Gubernur Jawa Barat Dedi Mulyadi, dalam pidatonya pada Sidang Paripurna Hari Jadi ke-18 Bandung Barat, meminta Bupati Jeje Richie Ismail untuk tidak ragu menertibkan tambang ilegal. Dedi menyindir gaya kepemimpinan simbolik yang tidak dibarengi tindakan nyata dan mengingatkan pentingnya menjaga tata ruang sesuai prinsip adat Sunda.
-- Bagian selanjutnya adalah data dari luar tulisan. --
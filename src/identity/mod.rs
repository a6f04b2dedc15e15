//! Identity provider port.
//!
//! DESIGN
//! ======
//! The flow controller talks to the hosted identity service only through
//! [`IdentityProvider`], a narrow async operation set. Adapters (`cognito`)
//! translate that set onto a concrete wire API and classify every failure
//! into [`AuthError`] before returning.

pub mod cognito;
mod error;

use std::collections::BTreeMap;

use secrecy::SecretString;

pub use error::AuthError;

use crate::session::TokenSet;

/// Challenge name the provider uses when an admin-created account must pick
/// its own password.
pub const NEW_PASSWORD_REQUIRED: &str = "NEW_PASSWORD_REQUIRED";

/// Extra step the provider demands before sign-in completes.
#[derive(Debug, Clone, PartialEq, Eq)]
pub enum SignInStep {
    /// The user must set a new password (`confirm_sign_in` with it).
    NewPasswordRequired,
    /// A step this client does not implement (MFA and friends).
    Other(String),
}

impl SignInStep {
    #[must_use]
    pub fn from_challenge(name: &str) -> Self {
        if name == NEW_PASSWORD_REQUIRED { Self::NewPasswordRequired } else { Self::Other(name.to_owned()) }
    }

    #[must_use]
    pub fn name(&self) -> &str {
        match self {
            Self::NewPasswordRequired => NEW_PASSWORD_REQUIRED,
            Self::Other(name) => name,
        }
    }
}

/// Result of `sign_in` / `confirm_sign_in`.
#[derive(Debug, Clone, PartialEq, Eq)]
pub enum SignInOutcome {
    /// Fully signed in; the provider now holds tokens.
    SignedIn,
    /// Not yet signed in; the given step comes next.
    Continue(SignInStep),
}

/// The signed-in user as reported by the provider.
#[derive(Debug, Clone, PartialEq, Eq, Default)]
pub struct UserIdentity {
    pub username: String,
    pub attributes: BTreeMap<String, String>,
}

impl UserIdentity {
    #[must_use]
    pub fn email(&self) -> Option<&str> {
        self.attributes.get("email").map(String::as_str)
    }
}

/// Operations consumed from the hosted identity service.
#[async_trait::async_trait]
pub trait IdentityProvider: Send + Sync {
    /// Start a sign-in with an identifier and secret.
    async fn sign_in(&self, username: &str, password: &SecretString) -> Result<SignInOutcome, AuthError>;

    /// Answer the pending challenge (the new password, for `NEW_PASSWORD_REQUIRED`).
    async fn confirm_sign_in(&self, challenge_response: &SecretString) -> Result<SignInOutcome, AuthError>;

    /// Ask the provider to send a password-reset code.
    async fn start_password_reset(&self, username: &str) -> Result<(), AuthError>;

    /// Complete a password reset with the emailed code.
    async fn confirm_password_reset(
        &self,
        username: &str,
        code: &SecretString,
        new_password: &SecretString,
    ) -> Result<(), AuthError>;

    /// End the provider-side session and drop cached tokens.
    async fn sign_out(&self) -> Result<(), AuthError>;

    /// Tokens for the current session, refreshed if the provider can.
    async fn fetch_current_session(&self) -> Result<Option<TokenSet>, AuthError>;

    /// The signed-in user.
    async fn current_user(&self) -> Result<UserIdentity, AuthError>;
}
Namun langkah tegas ini menimbulkan perdebatan. Ketua Himpunan Pengusaha Pekerja dan Masyarakat Tambang (HP2MT) Cipatat-Padalarang, Taofik E Sutaram, menilai bahwa sebagian dari tambang yang ditutup sebenarnya telah mengantongi Izin Usaha Pertambangan (IUP), hanya saja masih menunggu pengesahan administratif berupa Rencana Kerja dan Anggaran Biaya (RKAB).

Taofik menyebut bahwa industri hilir, seperti pakan ternak, kosmetik, baja, hingga cat, sangat bergantung pada hasil tambang dari kawasan Citatah. Penutupan tambang yang mendadak tanpa solusi justru membuat stok bahan baku menipis dan aktivitas produksi menurun.
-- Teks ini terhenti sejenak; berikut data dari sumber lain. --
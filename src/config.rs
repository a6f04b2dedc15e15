//! Configuration parsed from environment variables.
//!
//! Two independent groups: [`CognitoConfig`] describes the hosted identity
//! provider, [`SiteConfig`] the blog deployment this front end talks to.

#[cfg(test)]
#[path = "config_test.rs"]
mod tests;

use std::path::PathBuf;
use std::str::FromStr;
use std::time::Duration;

use url::Url;

pub const DEFAULT_REGION: &str = "us-east-1";
pub const DEFAULT_API_URL: &str = "http://127.0.0.1:3000/api";
pub const DEFAULT_SITE_ORIGIN: &str = "http://localhost:5173";
pub const DEFAULT_STATE_DIR: &str = ".blogfront";
pub const DEFAULT_REQUEST_TIMEOUT_SECS: u64 = 30;
pub const DEFAULT_CONNECT_TIMEOUT_SECS: u64 = 10;
pub const DEFAULT_AUTH_POLL_SECS: u64 = 5;

/// Path the hosted login page redirects back to.
pub const CALLBACK_PATH: &str = "/admin/callback";

#[derive(Debug, thiserror::Error)]
pub enum ConfigError {
    #[error("missing required env var {0}")]
    Missing(&'static str),
    #[error("config parse failed: {0}")]
    Parse(String),
    #[error("HTTP client build failed: {0}")]
    HttpClientBuild(String),
}

// =============================================================================
// SHARED
// =============================================================================

#[derive(Debug, Clone, Copy, PartialEq, Eq)]
pub struct HttpTimeouts {
    pub request_secs: u64,
    pub connect_secs: u64,
}

impl Default for HttpTimeouts {
    fn default() -> Self {
        Self { request_secs: DEFAULT_REQUEST_TIMEOUT_SECS, connect_secs: DEFAULT_CONNECT_TIMEOUT_SECS }
    }
}

impl HttpTimeouts {
    /// Build a `reqwest` client honoring these timeouts.
    ///
    /// # Errors
    ///
    /// Returns an error if the TLS backend cannot be initialized.
    pub fn client(&self) -> Result<reqwest::Client, ConfigError> {
        reqwest::Client::builder()
            .timeout(Duration::from_secs(self.request_secs))
            .connect_timeout(Duration::from_secs(self.connect_secs))
            .build()
            .map_err(|e| ConfigError::HttpClientBuild(e.to_string()))
    }
}

/// Where the session lives; one per deployment.
#[derive(Debug, Clone, Copy, PartialEq, Eq, Default)]
pub enum SessionStrategy {
    /// Self-managed token triple in local storage.
    #[default]
    Local,
    /// Delegate to the identity provider's own token cache.
    Provider,
}

impl FromStr for SessionStrategy {
    type Err = String;

    fn from_str(raw: &str) -> Result<Self, Self::Err> {
        match raw.trim().to_ascii_lowercase().as_str() {
            "local" => Ok(Self::Local),
            "provider" => Ok(Self::Provider),
            other => Err(format!("unknown session strategy '{other}' (expected 'local' or 'provider')")),
        }
    }
}

fn env_opt(key: &str) -> Option<String> {
    std::env::var(key)
        .into_iter()
        .map(|v| v.trim().to_owned())
        .find(|v| !v.is_empty())
}

fn env_parse_u64(key: &str, default: u64) -> Result<u64, ConfigError> {
    match env_opt(key) {
        None => Ok(default),
        Some(raw) => raw
            .parse::<u64>()
            .map_err(|_| ConfigError::Parse(format!("{key} must be a whole number, got '{raw}'"))),
    }
}

// =============================================================================
// COGNITO
// =============================================================================

/// Hosted identity provider settings.
#[derive(Debug, Clone, PartialEq, Eq)]
pub struct CognitoConfig {
    pub client_id: String,
    pub user_pool_id: Option<String>,
    /// Hosted-UI domain prefix (`<domain>.auth.<region>.amazoncognito.com`).
    pub domain: Option<String>,
    pub region: String,
    /// Overrides the regional API endpoint (local emulators, tests).
    pub endpoint_override: Option<String>,
}

impl CognitoConfig {
    /// Build from environment variables.
    ///
    /// Required:
    /// - `COGNITO_CLIENT_ID`
    ///
    /// Optional:
    /// - `COGNITO_USER_POOL_ID`: region is derived from its prefix when `AWS_REGION` is unset
    /// - `COGNITO_DOMAIN`: hosted-UI domain prefix, needed for login/logout URLs
    /// - `AWS_REGION`: default `us-east-1`
    /// - `COGNITO_ENDPOINT`: API endpoint override
    ///
    /// # Errors
    ///
    /// Returns [`ConfigError::Missing`] when the client id is not set.
    pub fn from_env() -> Result<Self, ConfigError> {
        let client_id = env_opt("COGNITO_CLIENT_ID").ok_or(ConfigError::Missing("COGNITO_CLIENT_ID"))?;
        let user_pool_id = env_opt("COGNITO_USER_POOL_ID");
        let region = env_opt("AWS_REGION")
            .or_else(|| user_pool_id.as_deref().and_then(region_from_pool_id))
            .unwrap_or_else(|| DEFAULT_REGION.to_owned());
        Ok(Self {
            client_id,
            user_pool_id,
            domain: env_opt("COGNITO_DOMAIN"),
            region,
            endpoint_override: env_opt("COGNITO_ENDPOINT"),
        })
    }

    /// Regional user-pool API endpoint.
    #[must_use]
    pub fn endpoint(&self) -> String {
        match &self.endpoint_override {
            Some(url) => url.clone(),
            None => format!("https://cognito-idp.{}.amazonaws.com/", self.region),
        }
    }

    fn hosted_ui_url(&self, path: &str) -> Result<Url, ConfigError> {
        let domain = self.domain.as_deref().ok_or(ConfigError::Missing("COGNITO_DOMAIN"))?;
        Url::parse(&format!("https://{domain}.auth.{}.amazoncognito.com{path}", self.region))
            .map_err(|e| ConfigError::Parse(format!("invalid hosted UI domain '{domain}': {e}")))
    }

    /// Hosted login page that redirects to `<origin>/admin/callback` with
    /// tokens in the fragment.
    ///
    /// # Errors
    ///
    /// Returns an error when no hosted-UI domain is configured or the
    /// domain does not form a valid URL.
    pub fn hosted_login_url(&self, origin: &str) -> Result<Url, ConfigError> {
        let mut url = self.hosted_ui_url("/login")?;
        let redirect_uri = format!("{}{CALLBACK_PATH}", origin.trim_end_matches('/'));
        url.query_pairs_mut()
            .append_pair("client_id", &self.client_id)
            .append_pair("response_type", "token")
            .append_pair("redirect_uri", &redirect_uri);
        Ok(url)
    }

    /// Hosted logout page that returns to `origin`.
    ///
    /// # Errors
    ///
    /// Same as [`Self::hosted_login_url`].
    pub fn hosted_logout_url(&self, origin: &str) -> Result<Url, ConfigError> {
        let mut url = self.hosted_ui_url("/logout")?;
        url.query_pairs_mut()
            .append_pair("client_id", &self.client_id)
            .append_pair("logout_uri", origin);
        Ok(url)
    }
}

/// `us-east-1_AbCdEf` -> `us-east-1`.
fn region_from_pool_id(pool_id: &str) -> Option<String> {
    let (region, rest) = pool_id.split_once('_')?;
    if region.is_empty() || rest.is_empty() {
        return None;
    }
    Some(region.to_owned())
}

// =============================================================================
// SITE
// =============================================================================

/// Blog deployment settings for the admin front end.
#[derive(Debug, Clone, PartialEq, Eq)]
pub struct SiteConfig {
    pub api_url: String,
    pub origin: String,
    pub strategy: SessionStrategy,
    pub state_dir: PathBuf,
    pub timeouts: HttpTimeouts,
    pub poll_interval: Duration,
}

impl SiteConfig {
    /// Build from environment variables, all optional:
    ///
    /// - `BLOG_API_URL`: default `http://127.0.0.1:3000/api`
    /// - `BLOG_SITE_ORIGIN`: default `http://localhost:5173`
    /// - `BLOG_SESSION_STRATEGY`: `local` (default) or `provider`
    /// - `BLOG_STATE_DIR`: default `.blogfront`
    /// - `BLOG_REQUEST_TIMEOUT_SECS`: default 30
    /// - `BLOG_CONNECT_TIMEOUT_SECS`: default 10
    /// - `BLOG_AUTH_POLL_SECS`: default 5
    ///
    /// # Errors
    ///
    /// Returns an error for an unknown strategy or a non-numeric duration.
    pub fn from_env() -> Result<Self, ConfigError> {
        let strategy = match env_opt("BLOG_SESSION_STRATEGY") {
            Some(raw) => raw.parse().map_err(ConfigError::Parse)?,
            None => SessionStrategy::default(),
        };
        let poll_secs = env_parse_u64("BLOG_AUTH_POLL_SECS", DEFAULT_AUTH_POLL_SECS)?;
        if poll_secs == 0 {
            return Err(ConfigError::Parse("BLOG_AUTH_POLL_SECS must be at least 1".into()));
        }
        Ok(Self {
            api_url: env_opt("BLOG_API_URL")
                .unwrap_or_else(|| DEFAULT_API_URL.to_owned())
                .trim_end_matches('/')
                .to_owned(),
            origin: env_opt("BLOG_SITE_ORIGIN")
                .unwrap_or_else(|| DEFAULT_SITE_ORIGIN.to_owned())
                .trim_end_matches('/')
                .to_owned(),
            strategy,
            state_dir: env_opt("BLOG_STATE_DIR").map_or_else(|| PathBuf::from(DEFAULT_STATE_DIR), PathBuf::from),
            timeouts: HttpTimeouts {
                request_secs: env_parse_u64("BLOG_REQUEST_TIMEOUT_SECS", DEFAULT_REQUEST_TIMEOUT_SECS)?,
                connect_secs: env_parse_u64("BLOG_CONNECT_TIMEOUT_SECS", DEFAULT_CONNECT_TIMEOUT_SECS)?,
            },
            poll_interval: Duration::from_secs(poll_secs),
        })
    }
}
Kawasan Citatah sendiri telah lama dikenal sebagai penyuplai utama batu gamping di Jawa dan Sumatera. Rantai industrinya melibatkan lebih dari 42 pabrik dan ribuan pekerja. Penghentian tambang, menurut Taofik, memicu efek domino yang melumpuhkan industri secara keseluruhan.

Meski mendukung pemberantasan praktik ilegal, para pelaku usaha tambang resmi merasa dirugikan jika proses administrasi menjadi penghambat aktivitas mereka. Mereka meminta kejelasan hukum dan kemudahan dalam proses perizinan tanpa mengabaikan pengawasan lingkungan.

Potret sebuah alat berat beroperasi di salah satu tambang di Kabupaten Bandung Barat. (Sumber: Ayobandung | Foto: Restu Nugraha)

Di sisi lain, Komisi III DPRD KBB menyuarakan hal serupa. Ketua Komisi, Pither Tjuandys, menyatakan bahwa ke-13 tambang yang ditutup justru memiliki IUP yang dikeluarkan oleh provinsi. Ia menilai penutupan tanpa klarifikasi status legal sebagai tindakan yang merugikan investor dan tenaga kerja.

Pither bahkan menyebut tambang-tambang itu sebagai “aset daerah” yang harus dipertahankan. Ia khawatir kebijakan tersebut akan menambah angka pengangguran, karena ribuan pekerja tambang kini dirumahkan tanpa kejelasan nasib.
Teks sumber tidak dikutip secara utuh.